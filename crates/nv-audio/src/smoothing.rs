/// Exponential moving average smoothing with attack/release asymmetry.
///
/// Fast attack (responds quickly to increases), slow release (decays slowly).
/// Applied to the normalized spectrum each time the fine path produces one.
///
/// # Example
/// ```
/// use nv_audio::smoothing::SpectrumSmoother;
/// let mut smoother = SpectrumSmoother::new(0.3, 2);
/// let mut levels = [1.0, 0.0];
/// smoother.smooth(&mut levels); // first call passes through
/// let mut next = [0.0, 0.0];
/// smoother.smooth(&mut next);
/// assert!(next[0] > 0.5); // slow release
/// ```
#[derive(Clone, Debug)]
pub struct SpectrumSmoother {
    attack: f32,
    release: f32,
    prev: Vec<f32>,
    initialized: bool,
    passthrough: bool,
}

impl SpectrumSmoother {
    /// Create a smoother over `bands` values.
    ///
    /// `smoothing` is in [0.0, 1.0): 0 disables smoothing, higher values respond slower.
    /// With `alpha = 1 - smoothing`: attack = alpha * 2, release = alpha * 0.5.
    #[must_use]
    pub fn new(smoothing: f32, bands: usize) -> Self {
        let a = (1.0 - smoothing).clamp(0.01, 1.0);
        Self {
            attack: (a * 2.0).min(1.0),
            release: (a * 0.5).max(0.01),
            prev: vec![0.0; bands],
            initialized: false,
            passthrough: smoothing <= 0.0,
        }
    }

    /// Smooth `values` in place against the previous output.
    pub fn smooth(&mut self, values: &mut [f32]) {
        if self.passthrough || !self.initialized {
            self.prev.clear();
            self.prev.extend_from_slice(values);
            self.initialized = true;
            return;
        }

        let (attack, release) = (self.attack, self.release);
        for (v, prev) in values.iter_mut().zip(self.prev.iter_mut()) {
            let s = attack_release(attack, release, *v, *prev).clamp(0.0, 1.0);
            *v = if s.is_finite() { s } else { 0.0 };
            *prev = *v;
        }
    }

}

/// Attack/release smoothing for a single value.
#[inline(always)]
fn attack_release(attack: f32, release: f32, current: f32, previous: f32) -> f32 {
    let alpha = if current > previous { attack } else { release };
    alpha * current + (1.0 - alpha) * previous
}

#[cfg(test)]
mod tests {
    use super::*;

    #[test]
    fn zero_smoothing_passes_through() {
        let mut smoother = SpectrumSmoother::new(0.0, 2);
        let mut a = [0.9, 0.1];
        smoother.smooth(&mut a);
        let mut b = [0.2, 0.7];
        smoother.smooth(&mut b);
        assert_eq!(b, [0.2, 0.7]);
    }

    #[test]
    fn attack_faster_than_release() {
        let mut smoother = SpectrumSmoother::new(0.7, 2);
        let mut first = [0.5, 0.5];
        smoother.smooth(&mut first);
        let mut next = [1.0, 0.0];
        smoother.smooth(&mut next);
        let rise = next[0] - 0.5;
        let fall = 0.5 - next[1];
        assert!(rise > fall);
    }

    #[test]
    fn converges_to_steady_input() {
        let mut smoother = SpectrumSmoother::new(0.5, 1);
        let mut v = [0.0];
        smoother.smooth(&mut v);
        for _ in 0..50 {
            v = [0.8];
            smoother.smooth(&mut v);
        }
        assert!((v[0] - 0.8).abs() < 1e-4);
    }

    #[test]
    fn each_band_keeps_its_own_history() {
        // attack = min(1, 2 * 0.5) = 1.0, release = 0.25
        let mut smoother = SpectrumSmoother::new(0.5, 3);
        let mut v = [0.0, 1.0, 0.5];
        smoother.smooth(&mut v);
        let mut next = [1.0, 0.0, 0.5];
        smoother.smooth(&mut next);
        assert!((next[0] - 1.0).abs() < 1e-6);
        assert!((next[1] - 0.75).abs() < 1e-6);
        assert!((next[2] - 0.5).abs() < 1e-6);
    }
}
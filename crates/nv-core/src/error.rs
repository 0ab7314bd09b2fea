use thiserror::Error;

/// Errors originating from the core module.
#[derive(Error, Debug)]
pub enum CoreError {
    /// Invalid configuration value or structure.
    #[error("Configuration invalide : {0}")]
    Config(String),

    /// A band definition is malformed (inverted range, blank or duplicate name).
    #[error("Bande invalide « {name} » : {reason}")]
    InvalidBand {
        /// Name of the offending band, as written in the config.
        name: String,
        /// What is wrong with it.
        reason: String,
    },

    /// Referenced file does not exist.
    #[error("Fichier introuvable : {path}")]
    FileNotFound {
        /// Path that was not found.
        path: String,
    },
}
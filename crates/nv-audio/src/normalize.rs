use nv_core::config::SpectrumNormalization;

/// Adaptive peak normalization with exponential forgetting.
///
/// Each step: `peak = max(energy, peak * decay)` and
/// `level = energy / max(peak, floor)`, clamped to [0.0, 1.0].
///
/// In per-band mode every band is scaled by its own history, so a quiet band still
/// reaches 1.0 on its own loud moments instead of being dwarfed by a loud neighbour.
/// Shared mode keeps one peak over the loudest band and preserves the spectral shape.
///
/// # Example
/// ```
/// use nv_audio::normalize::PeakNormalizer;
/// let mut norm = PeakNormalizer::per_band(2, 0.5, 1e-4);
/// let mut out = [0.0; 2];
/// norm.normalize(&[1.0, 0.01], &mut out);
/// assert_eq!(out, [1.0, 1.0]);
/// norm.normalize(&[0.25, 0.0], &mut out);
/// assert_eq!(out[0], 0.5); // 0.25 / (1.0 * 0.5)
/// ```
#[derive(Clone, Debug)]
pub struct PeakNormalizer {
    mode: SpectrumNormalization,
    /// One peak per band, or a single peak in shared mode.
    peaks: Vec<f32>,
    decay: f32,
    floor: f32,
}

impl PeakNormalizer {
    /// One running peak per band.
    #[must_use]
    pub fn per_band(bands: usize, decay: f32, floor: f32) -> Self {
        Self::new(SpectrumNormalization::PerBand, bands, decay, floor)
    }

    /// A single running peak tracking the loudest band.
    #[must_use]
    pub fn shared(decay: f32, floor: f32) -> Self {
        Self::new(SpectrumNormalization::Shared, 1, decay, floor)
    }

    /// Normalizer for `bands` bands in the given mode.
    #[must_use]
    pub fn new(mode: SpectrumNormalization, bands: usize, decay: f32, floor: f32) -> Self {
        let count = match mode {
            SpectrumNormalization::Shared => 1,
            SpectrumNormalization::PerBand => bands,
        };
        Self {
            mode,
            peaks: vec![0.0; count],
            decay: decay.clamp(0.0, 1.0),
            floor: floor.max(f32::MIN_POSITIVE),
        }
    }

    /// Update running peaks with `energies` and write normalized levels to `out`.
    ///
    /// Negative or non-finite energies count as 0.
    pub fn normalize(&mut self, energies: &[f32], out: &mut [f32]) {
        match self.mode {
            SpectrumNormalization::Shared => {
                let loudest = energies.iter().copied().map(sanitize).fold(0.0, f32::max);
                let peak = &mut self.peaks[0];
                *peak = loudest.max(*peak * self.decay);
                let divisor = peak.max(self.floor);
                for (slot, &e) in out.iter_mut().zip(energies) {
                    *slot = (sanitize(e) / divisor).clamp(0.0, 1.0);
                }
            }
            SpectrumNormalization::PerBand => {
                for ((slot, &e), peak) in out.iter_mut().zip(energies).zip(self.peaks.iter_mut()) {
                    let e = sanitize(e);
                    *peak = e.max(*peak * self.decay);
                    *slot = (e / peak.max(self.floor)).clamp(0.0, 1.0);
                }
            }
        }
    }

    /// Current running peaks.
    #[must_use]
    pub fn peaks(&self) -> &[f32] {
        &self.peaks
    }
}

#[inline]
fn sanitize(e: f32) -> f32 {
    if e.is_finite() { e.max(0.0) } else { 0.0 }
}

• [Task details]:
Every line of the records that includes the word "alpha" should be gathered.

• [Answer to this task]:
    /// With `alpha = 1 - smoothing`: attack = alpha * 2, release = alpha * 0.5.
    let alpha = if current > previous { attack } else { release };
    alpha * current + (1.0 - alpha) * previous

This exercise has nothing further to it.